The word “God” is a placeholder. It refers to nothing at all. It’s a meaningless sound. Why does it exist? Here’s one theory: the purpose of that word is to make it hard for people to have rational conversations about practical things. It is a weapon.
A way to get around euthyphro… It is good because it is in god’s nature… and Evil exists because True Free will cannot exist without evil… and if those two arguments disprove a God, then why do people argue the subject today? How do you get around Robert madel’s Modal Prefection Argument, Alvin Plantinga’s Modal Ontological Arugument, Kalaam Cosmological argument? Consider everything before making such bold statements.
I agree, Janet. The old gods were more plausible. If you asked someone, “What makes you think there’s a thunder-god,” he could say, “Listen to that, dude! Does that not sound like a god to you?” Maybe not perfectly convincing on a philosophical level, but at least there’s something there. In modern theology, god is perfectly imperceptible. That’s an awfully weak position to take regarding one’s favorite thing in the universe.

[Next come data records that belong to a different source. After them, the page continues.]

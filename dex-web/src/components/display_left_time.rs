//! Day / hour / minute readout of a countdown

use leptos::prelude::*;
use lib_core::countdown::TimeLeft;

use crate::state::i18n::use_i18n;

#[component]
pub fn DisplayLeftTime(#[prop(into)] time_left: Signal<TimeLeft>) -> impl IntoView {
    let i18n = use_i18n();

    view! {
        <div class="left-time">
            <h4>{move || time_left.with(|left| left.days.clone())}</h4>
            <span class="left-time-unit">{move || i18n.t("timer.days")}</span>
            <span class="left-time-colon">":"</span>
            <h4>{move || time_left.with(|left| left.hours.clone())}</h4>
            <span class="left-time-unit">{move || i18n.t("timer.hours")}</span>
            <span class="left-time-colon">":"</span>
            <h4>{move || time_left.with(|left| left.minutes.clone())}</h4>
            <span class="left-time-unit">{move || i18n.t("timer.minutes")}</span>
        </div>
    }
}
//! # Sidebar Menu
//!
//! [`compose_menus`] builds the ordered sidebar entries from translated labels and
//! feature flags. The list is rebuilt whenever the language changes; display order
//! is list order.
//!
//! ## Entries
//!
//! | Entry     | Link                  | Shown when                          |
//! |-----------|-----------------------|-------------------------------------|
//! | Swap      | `/`                   | always                              |
//! | Pools     | `/pools`              | always                              |
//! | Assets    | `/assets`             | always                              |
//! | Bootstrap | `/bootstrap`          | promoted LBP pool list is non-empty |
//! | Stake     | Keplr wallet          | always                              |
//! | Vote      | Keplr governance tab  | always                              |
//! | Info      | info site             | always                              |

use std::sync::LazyLock;

use regex::Regex;

use crate::i18n::Translate;

pub const STAKE_URL: &str = "https://wallet.keplr.app/chains/osmosis";
pub const VOTE_URL: &str = "https://wallet.keplr.app/chains/osmosis?tab=governance";
pub const INFO_URL: &str = "https://info.osmosis.zone";

/// Analytics events attached to sidebar links.
#[derive(Debug, Clone, Copy, PartialEq, Eq, Hash)]
pub enum SidebarEvent {
    StakeClicked,
    VoteClicked,
    InfoClicked,
}

impl SidebarEvent {
    pub fn name(self) -> &'static str {
        match self {
            SidebarEvent::StakeClicked => "Sidebar: Stake clicked",
            SidebarEvent::VoteClicked => "Sidebar: Vote clicked",
            SidebarEvent::InfoClicked => "Sidebar: Info clicked",
        }
    }
}

/// Flags and config values that gate optional entries.
#[derive(Debug, Clone, Default, PartialEq, Eq)]
pub struct MenuFlags {
    pub is_frontier: bool,
    pub promoted_lbp_pool_ids: Vec<String>,
}

#[derive(Debug, Clone)]
pub struct MenuEntry {
    pub label: String,
    pub link: String,
    pub icon: String,
    pub icon_selected: Option<String>,
    /// Matched against the current pathname; entries without one are never highlighted.
    pub selection_test: Option<Regex>,
    pub amplitude_event: Option<Vec<SidebarEvent>>,
}

impl MenuEntry {
    fn page(label: String, link: &str, icon: String, icon_selected: Option<&str>, test: Regex) -> Self {
        Self {
            label,
            link: link.to_string(),
            icon,
            icon_selected: icon_selected.map(str::to_string),
            selection_test: Some(test),
            amplitude_event: None,
        }
    }

    fn external(label: String, link: &str, icon: &str, event: SidebarEvent) -> Self {
        Self {
            label,
            link: link.to_string(),
            icon: icon.to_string(),
            icon_selected: None,
            selection_test: None,
            amplitude_event: Some(vec![event]),
        }
    }

    pub fn is_selected(&self, pathname: &str) -> bool {
        self.selection_test
            .as_ref()
            .is_some_and(|test| test.is_match(pathname))
    }

    pub fn icon_for(&self, selected: bool) -> &str {
        match (&self.icon_selected, selected) {
            (Some(icon), true) => icon,
            _ => &self.icon,
        }
    }

    pub fn is_external(&self) -> bool {
        self.link.starts_with("http://") || self.link.starts_with("https://")
    }

    pub fn events(&self) -> &[SidebarEvent] {
        self.amplitude_event.as_deref().unwrap_or_default()
    }
}

macro_rules! route_pattern {
    ($name:ident, $source:literal) => {
        static $name: LazyLock<Regex> =
            LazyLock::new(|| Regex::new($source).expect("menu patterns are static literals"));
    };
}

route_pattern!(SWAP_ROUTE, r"/$");
route_pattern!(POOLS_ROUTE, r"/pools");
route_pattern!(ASSETS_ROUTE, r"/assets");
route_pattern!(BOOTSTRAP_ROUTE, r"/bootstrap");

fn page_icon(name: &str, is_frontier: bool) -> String {
    if is_frontier {
        format!("/icons/{name}-white.svg")
    } else {
        format!("/icons/{name}.svg")
    }
}

/// Build the sidebar entries in display order.
pub fn compose_menus(t: &impl Translate, flags: &MenuFlags) -> Vec<MenuEntry> {
    let frontier = flags.is_frontier;

    let mut menus = vec![
        MenuEntry::page(
            t.t("menu.swap"),
            "/",
            page_icon("trade", frontier),
            Some("/icons/trade-white.svg"),
            SWAP_ROUTE.clone(),
        ),
        MenuEntry::page(
            t.t("menu.pools"),
            "/pools",
            page_icon("pool", frontier),
            Some("/icons/pool-white.svg"),
            POOLS_ROUTE.clone(),
        ),
        MenuEntry::page(
            t.t("menu.assets"),
            "/assets",
            page_icon("asset", frontier),
            Some("/icons/asset-white.svg"),
            ASSETS_ROUTE.clone(),
        ),
    ];

    if !flags.promoted_lbp_pool_ids.is_empty() {
        menus.push(MenuEntry::page(
            "Bootstrap".to_string(),
            "/bootstrap",
            "/icons/pool-white.svg".to_string(),
            None,
            BOOTSTRAP_ROUTE.clone(),
        ));
    }

    menus.extend([
        MenuEntry::external(
            t.t("menu.stake"),
            STAKE_URL,
            "/icons/ticket-white.svg",
            SidebarEvent::StakeClicked,
        ),
        MenuEntry::external(
            t.t("menu.vote"),
            VOTE_URL,
            "/icons/vote-white.svg",
            SidebarEvent::VoteClicked,
        ),
        MenuEntry::external(
            t.t("menu.info"),
            INFO_URL,
            "/icons/chart-white.svg",
            SidebarEvent::InfoClicked,
        ),
    ]);

    menus
}
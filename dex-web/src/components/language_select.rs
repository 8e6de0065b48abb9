//! Language dropdown in the sidebar footer

use leptos::prelude::*;
use lib_core::i18n::Language;
use lib_core::select::{SelectableOption, Selected};

use crate::components::MenuDropdownIcon;
use crate::state::i18n::use_i18n;

fn language_options() -> Vec<SelectableOption<Language>> {
    Language::ALL
        .into_iter()
        .map(|language| {
            SelectableOption::new(
                language,
                language.display_name(),
                format!("/icons/flags/{}.svg", language.code()),
            )
        })
        .collect()
}

#[component]
pub fn LanguageSelect() -> impl IntoView {
    let i18n = use_i18n();
    let (open, set_open) = signal(false);

    let current = Signal::derive(move || i18n.language.get());
    let options = language_options();
    let option_length = options.len();

    let on_select = Callback::new(move |selected: Selected<Language>| {
        i18n.set_language(selected.value);
        set_open.set(false);
    });

    view! {
        <div class="language-select">
            <button
                class="language-select-toggle"
                title=move || i18n.t("app.language")
                on:click=move |_| set_open.update(|open| *open = !*open)
            >
                {move || i18n.language.get().display_name()}
            </button>
            <Show when=move || open.get()>
                <div class="dropdown">
                    {options
                        .iter()
                        .enumerate()
                        .map(|(index, option)| {
                            view! {
                                <MenuDropdownIcon
                                    value=option.value
                                    display=option.display.clone()
                                    current_value=current
                                    image=option.image.clone()
                                    index=index
                                    option_length=option_length
                                    on_select=on_select
                                />
                            }
                        })
                        .collect_view()}
                </div>
            </Show>
        </div>
    }
}
use std::fmt;

use chrono::{DateTime, Utc};
use serde::{Deserialize, Serialize};
use thiserror::Error;
use uuid::Uuid;

use crate::images::StoredImage;

/// Identity of the authenticated user a story belongs to.
#[derive(Debug, Clone, PartialEq, Eq, Hash, Serialize, Deserialize, sqlx::Type)]
#[serde(transparent)]
#[sqlx(transparent)]
pub struct OwnerId(String);

impl OwnerId {
    pub fn new(id: impl Into<String>) -> Self {
        Self(id.into())
    }

    pub fn as_str(&self) -> &str {
        &self.0
    }
}

impl fmt::Display for OwnerId {
    fn fmt(&self, f: &mut fmt::Formatter<'_>) -> fmt::Result {
        f.write_str(&self.0)
    }
}

#[derive(Debug, Clone, PartialEq, Serialize, Deserialize, sqlx::FromRow)]
#[serde(rename_all = "camelCase")]
pub struct TravelStory {
    pub id: Uuid,
    pub owner_id: OwnerId,
    pub title: String,
    #[serde(rename = "story")]
    #[sqlx(rename = "story")]
    pub narrative: String,
    pub visited_location: String,
    pub visited_date: DateTime<Utc>,
    pub image_url: String,
    pub image_asset_id: Option<String>,
    pub is_favorite: bool,
    pub created_at: DateTime<Utc>,
}

impl TravelStory {
    /// Point the story at a freshly stored image. Returns the asset it used to reference.
    pub fn attach_image(&mut self, image: StoredImage) -> Option<String> {
        self.image_url = image.url;
        self.image_asset_id.replace(image.asset_id)
    }

    /// Fall back to the shared placeholder. Returns the asset it used to reference.
    pub fn detach_image(&mut self, placeholder_url: &str) -> Option<String> {
        self.image_url = placeholder_url.to_string();
        self.image_asset_id.take()
    }

    pub fn apply_fields(&mut self, fields: StoryFields) {
        self.title = fields.title;
        self.narrative = fields.narrative;
        self.visited_location = fields.visited_location;
        self.visited_date = fields.visited_date;
    }
}

/// The caller-editable text and date of a story, already validated.
#[derive(Debug, Clone, PartialEq)]
pub struct StoryFields {
    pub title: String,
    pub narrative: String,
    pub visited_location: String,
    pub visited_date: DateTime<Utc>,
}

/// A story that has not been persisted yet.
#[derive(Debug, Clone, PartialEq)]
pub struct NewTravelStory {
    pub id: Uuid,
    pub owner_id: OwnerId,
    pub fields: StoryFields,
    pub image_url: String,
    pub image_asset_id: Option<String>,
}

impl NewTravelStory {
    pub fn with_placeholder(owner_id: OwnerId, fields: StoryFields, placeholder_url: &str) -> Self {
        Self {
            id: Uuid::new_v4(),
            owner_id,
            fields,
            image_url: placeholder_url.to_string(),
            image_asset_id: None,
        }
    }

    pub fn with_image(owner_id: OwnerId, fields: StoryFields, image: StoredImage) -> Self {
        Self {
            id: Uuid::new_v4(),
            owner_id,
            fields,
            image_url: image.url,
            image_asset_id: Some(image.asset_id),
        }
    }

    /// Materialize the stored record, stamping the creation time.
    pub fn into_story(self, created_at: DateTime<Utc>) -> TravelStory {
        TravelStory {
            id: self.id,
            owner_id: self.owner_id,
            title: self.fields.title,
            narrative: self.fields.narrative,
            visited_location: self.fields.visited_location,
            visited_date: self.fields.visited_date,
            image_url: self.image_url,
            image_asset_id: self.image_asset_id,
            is_favorite: false,
            created_at,
        }
    }
}

#[derive(Error, Debug, Clone, PartialEq, Eq)]
#[error("'{0}' is not a valid epoch-millisecond timestamp")]
pub struct InvalidTimestamp(pub String);

/// Parse an epoch-millisecond timestamp such as `"1705276800000"`.
///
/// Surrounding whitespace is ignored; anything else that is not an integer
/// inside chrono's representable range is rejected.
pub fn parse_epoch_millis(raw: &str) -> Result<DateTime<Utc>, InvalidTimestamp> {
    raw.trim()
        .parse::<i64>()
        .ok()
        .and_then(DateTime::<Utc>::from_timestamp_millis)
        .ok_or_else(|| InvalidTimestamp(raw.to_string()))
}
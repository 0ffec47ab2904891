//! Access guard: resolves the caller's identity from an HS256 access token.
//!
//! The token is read from the configured cookie first, then from an
//! `Authorization: Bearer` header. The owner id comes from the `id` claim,
//! falling back to `sub`.

use std::sync::Arc;

use axum::extract::FromRequestParts;
use axum::http::header::AUTHORIZATION;
use axum::http::request::Parts;
use axum_extra::extract::CookieJar;
use jsonwebtoken::{decode, Algorithm, DecodingKey, Validation};
use serde::Deserialize;
use travelog_core::OwnerId;

use crate::error::StoryError;
use crate::http::HttpState;

#[derive(Debug, Deserialize)]
struct AccessClaims {
    id: Option<String>,
    sub: Option<String>,
}

#[derive(Clone)]
pub struct AccessGuard {
    key: DecodingKey,
    validation: Validation,
    cookie_name: String,
}

impl AccessGuard {
    pub fn new(secret: &[u8], cookie_name: impl Into<String>) -> Self {
        let mut validation = Validation::new(Algorithm::HS256);
        // Tokens are not required to expire, but an `exp` that is present is enforced.
        validation.required_spec_claims.clear();
        validation.validate_aud = false;

        Self {
            key: DecodingKey::from_secret(secret),
            validation,
            cookie_name: cookie_name.into(),
        }
    }

    pub fn verify(&self, token: &str) -> Result<OwnerId, StoryError> {
        let data = decode::<AccessClaims>(token, &self.key, &self.validation).map_err(|e| {
            tracing::debug!(error = %e, "Rejected access token");
            StoryError::Unauthorized
        })?;

        data.claims
            .id
            .or(data.claims.sub)
            .filter(|id| !id.is_empty())
            .map(OwnerId::new)
            .ok_or_else(|| {
                tracing::debug!("Access token carries no owner id");
                StoryError::Unauthorized
            })
    }

    pub fn token_from_parts(&self, parts: &Parts) -> Option<String> {
        let jar = CookieJar::from_headers(&parts.headers);
        if let Some(cookie) = jar.get(&self.cookie_name) {
            return Some(cookie.value().to_string());
        }

        parts
            .headers
            .get(AUTHORIZATION)
            .and_then(|value| value.to_str().ok())
            .and_then(|value| value.strip_prefix("Bearer "))
            .map(|token| token.trim().to_string())
    }
}

/// The authenticated owner of the current request.
#[derive(Debug, Clone)]
pub struct AuthUser(pub OwnerId);

#[axum::async_trait]
impl FromRequestParts<Arc<HttpState>> for AuthUser {
    type Rejection = StoryError;

    async fn from_request_parts(
        parts: &mut Parts,
        state: &Arc<HttpState>,
    ) -> Result<Self, Self::Rejection> {
        let token = state
            .guard
            .token_from_parts(parts)
            .ok_or(StoryError::Unauthorized)?;
        state.guard.verify(&token).map(AuthUser)
    }
}
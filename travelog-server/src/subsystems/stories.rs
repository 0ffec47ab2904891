//! Story lifecycle subsystem: travel-story CRUD over the record store
//!
//! Coordinates the record store with the image host so that a stored story
//! never references an asset that has already been deleted:
//! - uploads happen before the row write, so an upload failure writes nothing
//! - an old asset is released only after the row pointing elsewhere is committed
//! - releases run as post-commit hooks; their failure is logged, never returned
//!
//! Concurrent edits of the same story are not serialized. The last write wins.

use std::sync::Arc;

use travelog_core::models::{parse_epoch_millis, NewTravelStory, StoryFields};
use travelog_core::{ImageStore, ImageUpload, OwnerId, StoryFilter, StoryStore, TravelStory};
use uuid::Uuid;

use crate::error::StoryError;

/// Unvalidated story fields as submitted by the client.
#[derive(Debug, Clone, Default)]
pub struct StoryInput {
    pub title: Option<String>,
    pub story: Option<String>,
    pub visited_location: Option<String>,
    /// Epoch milliseconds, still in textual form.
    pub visited_date: Option<String>,
}

impl StoryInput {
    pub fn validate(self) -> Result<StoryFields, StoryError> {
        let (Some(title), Some(narrative), Some(visited_location), Some(visited_date)) = (
            present(self.title),
            present(self.story),
            present(self.visited_location),
            present(self.visited_date),
        ) else {
            return Err(StoryError::validation("All fields are required"));
        };

        let visited_date = parse_epoch_millis(&visited_date)
            .map_err(|e| StoryError::validation(format!("Invalid visitedDate: {}", e)))?;

        Ok(StoryFields {
            title,
            narrative,
            visited_location,
            visited_date,
        })
    }
}

fn present(value: Option<String>) -> Option<String> {
    value.filter(|v| !v.trim().is_empty())
}

/// What an edit does to the story's image.
#[derive(Debug, Clone, Default)]
pub enum ImageChange {
    #[default]
    Keep,
    Replace(ImageUpload),
    /// Fall back to the placeholder image.
    Remove,
}

/// Outcome of a post-commit asset release.
#[derive(Debug, Clone, Copy, PartialEq, Eq)]
pub enum ReleaseOutcome {
    Released,
    AlreadyGone,
    Failed,
}

/// Deferred release of an image asset. Runs only after the write that
/// stopped referencing the asset has been committed.
#[derive(Debug, Clone, PartialEq, Eq)]
#[must_use = "a pending release does nothing until run"]
pub struct AssetRelease {
    asset_id: String,
    story_id: Uuid,
}

impl AssetRelease {
    fn new(asset_id: String, story_id: Uuid) -> Self {
        Self { asset_id, story_id }
    }

    /// Best-effort: failures are logged and reported, never propagated.
    pub async fn run(self, images: &dyn ImageStore) -> ReleaseOutcome {
        match images.delete(&self.asset_id).await {
            Ok(true) => {
                tracing::info!(
                    story_id = %self.story_id,
                    asset_id = %self.asset_id,
                    backend = images.name(),
                    "Released image asset"
                );
                ReleaseOutcome::Released
            }
            Ok(false) => {
                tracing::warn!(
                    story_id = %self.story_id,
                    asset_id = %self.asset_id,
                    "Image asset was already gone"
                );
                ReleaseOutcome::AlreadyGone
            }
            Err(e) => {
                tracing::error!(
                    story_id = %self.story_id,
                    asset_id = %self.asset_id,
                    error = %e,
                    "Failed to release image asset, it is now orphaned"
                );
                ReleaseOutcome::Failed
            }
        }
    }
}

/// Result of a committed write plus the cleanup it left behind.
struct Committed<T> {
    value: T,
    after_commit: Option<AssetRelease>,
}

impl<T> Committed<T> {
    async fn finish(self, images: &dyn ImageStore) -> (T, Option<ReleaseOutcome>) {
        let outcome = match self.after_commit {
            Some(release) => Some(release.run(images).await),
            None => None,
        };
        (self.value, outcome)
    }
}

/// Confirmation of a deleted story.
#[derive(Debug, Clone, PartialEq, Eq)]
pub struct DeletedStory {
    pub id: Uuid,
    /// `None` when the story had no releasable asset.
    pub image_release: Option<ReleaseOutcome>,
}

pub struct StoryLifecycle {
    store: Arc<dyn StoryStore>,
    images: Arc<dyn ImageStore>,
    placeholder_url: String,
}

impl StoryLifecycle {
    pub fn new(
        store: Arc<dyn StoryStore>,
        images: Arc<dyn ImageStore>,
        placeholder_url: impl Into<String>,
    ) -> Self {
        Self {
            store,
            images,
            placeholder_url: placeholder_url.into(),
        }
    }

    pub fn store(&self) -> &dyn StoryStore {
        self.store.as_ref()
    }

    pub async fn create(
        &self,
        owner: &OwnerId,
        input: StoryInput,
        image: Option<ImageUpload>,
    ) -> Result<TravelStory, StoryError> {
        let fields = input.validate()?;

        let new_story = match image {
            Some(image) => {
                ensure_image(&image)?;
                let stored = self.images.upload(image).await?;
                NewTravelStory::with_image(owner.clone(), fields, stored)
            }
            None => NewTravelStory::with_placeholder(owner.clone(), fields, &self.placeholder_url),
        };

        let story_id = new_story.id;
        let uploaded = new_story.image_asset_id.clone();

        match self.store.insert(new_story).await {
            Ok(story) => {
                tracing::info!(
                    story_id = %story.id,
                    owner = %owner,
                    has_image = story.image_asset_id.is_some(),
                    "Created travel story"
                );
                Ok(story)
            }
            Err(e) => {
                tracing::error!(story_id = %story_id, error = %e, "Failed to insert travel story");
                self.discard_upload(uploaded, story_id).await;
                Err(e.into())
            }
        }
    }

    pub async fn get(&self, owner: &OwnerId, id: Uuid) -> Result<TravelStory, StoryError> {
        self.store
            .find_one(owner, id)
            .await?
            .ok_or(StoryError::NotFound)
    }

    pub async fn list(&self, owner: &OwnerId) -> Result<Vec<TravelStory>, StoryError> {
        Ok(self.store.find_all(owner).await?)
    }

    pub async fn search(&self, owner: &OwnerId, query: &str) -> Result<Vec<TravelStory>, StoryError> {
        let query = query.trim();
        if query.is_empty() {
            return Err(StoryError::validation("Query is required!"));
        }

        let filter = StoryFilter::Text(query.to_string());
        Ok(self.store.find_matching(owner, &filter).await?)
    }

    /// Stories visited within `[start, end]`, both given as epoch milliseconds.
    ///
    /// Missing or malformed bounds are a validation error; an inverted range
    /// simply matches nothing.
    pub async fn filter_by_date_range(
        &self,
        owner: &OwnerId,
        start: Option<&str>,
        end: Option<&str>,
    ) -> Result<Vec<TravelStory>, StoryError> {
        let (Some(start), Some(end)) = (start, end) else {
            return Err(StoryError::validation("startDate and endDate are required"));
        };
        let start = parse_epoch_millis(start)
            .map_err(|e| StoryError::validation(format!("Invalid startDate: {}", e)))?;
        let end = parse_epoch_millis(end)
            .map_err(|e| StoryError::validation(format!("Invalid endDate: {}", e)))?;

        if start > end {
            tracing::debug!(%start, %end, "Inverted date range, nothing to match");
            return Ok(Vec::new());
        }

        let filter = StoryFilter::VisitedBetween { start, end };
        Ok(self.store.find_matching(owner, &filter).await?)
    }

    /// Edit a story's text and date, and optionally its image.
    ///
    /// Each write touches only the columns the edit owns: a text-only edit
    /// never rewrites the image reference, so it cannot undo a concurrent
    /// image swap.
    pub async fn update(
        &self,
        owner: &OwnerId,
        id: Uuid,
        input: StoryInput,
        change: ImageChange,
    ) -> Result<TravelStory, StoryError> {
        let fields = input.validate()?;
        let image = match change {
            ImageChange::Keep => {
                let written = self
                    .store
                    .update_details(owner, id, &fields)
                    .await?
                    .ok_or(StoryError::NotFound)?;
                tracing::info!(story_id = %id, owner = %owner, "Updated travel story");
                return Ok(written);
            }
            ImageChange::Replace(image) => {
                ensure_image(&image)?;
                Some(image)
            }
            ImageChange::Remove => None,
        };

        let mut story = self.get(owner, id).await?;
        let old_asset = self.releasable_asset(&story);
        story.apply_fields(fields);

        let uploaded = match image {
            Some(image) => {
                let stored = self.images.upload(image).await?;
                let asset_id = stored.asset_id.clone();
                story.attach_image(stored);
                Some(asset_id)
            }
            None => {
                story.detach_image(&self.placeholder_url);
                None
            }
        };

        let written = match self.store.update(&story).await {
            Ok(Some(written)) => written,
            Ok(None) => {
                self.discard_upload(uploaded, id).await;
                return Err(StoryError::NotFound);
            }
            Err(e) => {
                tracing::error!(story_id = %id, error = %e, "Failed to update travel story");
                self.discard_upload(uploaded, id).await;
                return Err(e.into());
            }
        };

        tracing::info!(
            story_id = %id,
            owner = %owner,
            new_asset = uploaded.is_some(),
            "Updated travel story image"
        );

        let committed = Committed {
            value: written,
            after_commit: old_asset.map(|asset_id| AssetRelease::new(asset_id, id)),
        };
        let (story, _) = committed.finish(self.images.as_ref()).await;
        Ok(story)
    }

    pub async fn delete(&self, owner: &OwnerId, id: Uuid) -> Result<DeletedStory, StoryError> {
        let story = self.get(owner, id).await?;
        let release = self
            .releasable_asset(&story)
            .map(|asset_id| AssetRelease::new(asset_id, id));

        if !self.store.remove(owner, id).await? {
            return Err(StoryError::NotFound);
        }
        tracing::info!(story_id = %id, owner = %owner, "Deleted travel story");

        let committed = Committed {
            value: id,
            after_commit: release,
        };
        let (id, image_release) = committed.finish(self.images.as_ref()).await;
        Ok(DeletedStory { id, image_release })
    }

    pub async fn set_favorite(
        &self,
        owner: &OwnerId,
        id: Uuid,
        is_favorite: bool,
    ) -> Result<TravelStory, StoryError> {
        let written = self
            .store
            .set_favorite(owner, id, is_favorite)
            .await?
            .ok_or(StoryError::NotFound)?;

        tracing::info!(story_id = %id, is_favorite, "Updated favorite flag");
        Ok(written)
    }

    /// The asset a story owns, if any. The shared placeholder is never released.
    fn releasable_asset(&self, story: &TravelStory) -> Option<String> {
        story
            .image_asset_id
            .clone()
            .filter(|_| story.image_url != self.placeholder_url)
    }

    /// Release an asset uploaded for a write that did not commit.
    async fn discard_upload(&self, uploaded: Option<String>, story_id: Uuid) {
        if let Some(asset_id) = uploaded {
            AssetRelease::new(asset_id, story_id)
                .run(self.images.as_ref())
                .await;
        }
    }
}

fn ensure_image(image: &ImageUpload) -> Result<(), StoryError> {
    if image.is_image() {
        Ok(())
    } else {
        Err(StoryError::validation("Only images are allowed"))
    }
}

I think the reason that Dawkins says ‘almost certainly’ is that every individual has a different explanation of what they mean by ‘god’ and probably a new one every day which makes it very difficult to say ‘there is no god’. It depends what you mean by ‘god’. The Abrahamic god clearly doesn’t exist, and I can’t think of a god that might exist which is of any use or importance in the universe. Actually I can’t think of a god that might exist. None of them make any sense.
What about the old Greek gods which have always seemed to me to be much more consistent with the world as we see it around us? They were not all good or all knowing or all anything, and they certainly didn’t promise that you’d get everything you asked for either. Believing in a world ruled from Olympia would make some sense at least, might explain some of the chaos!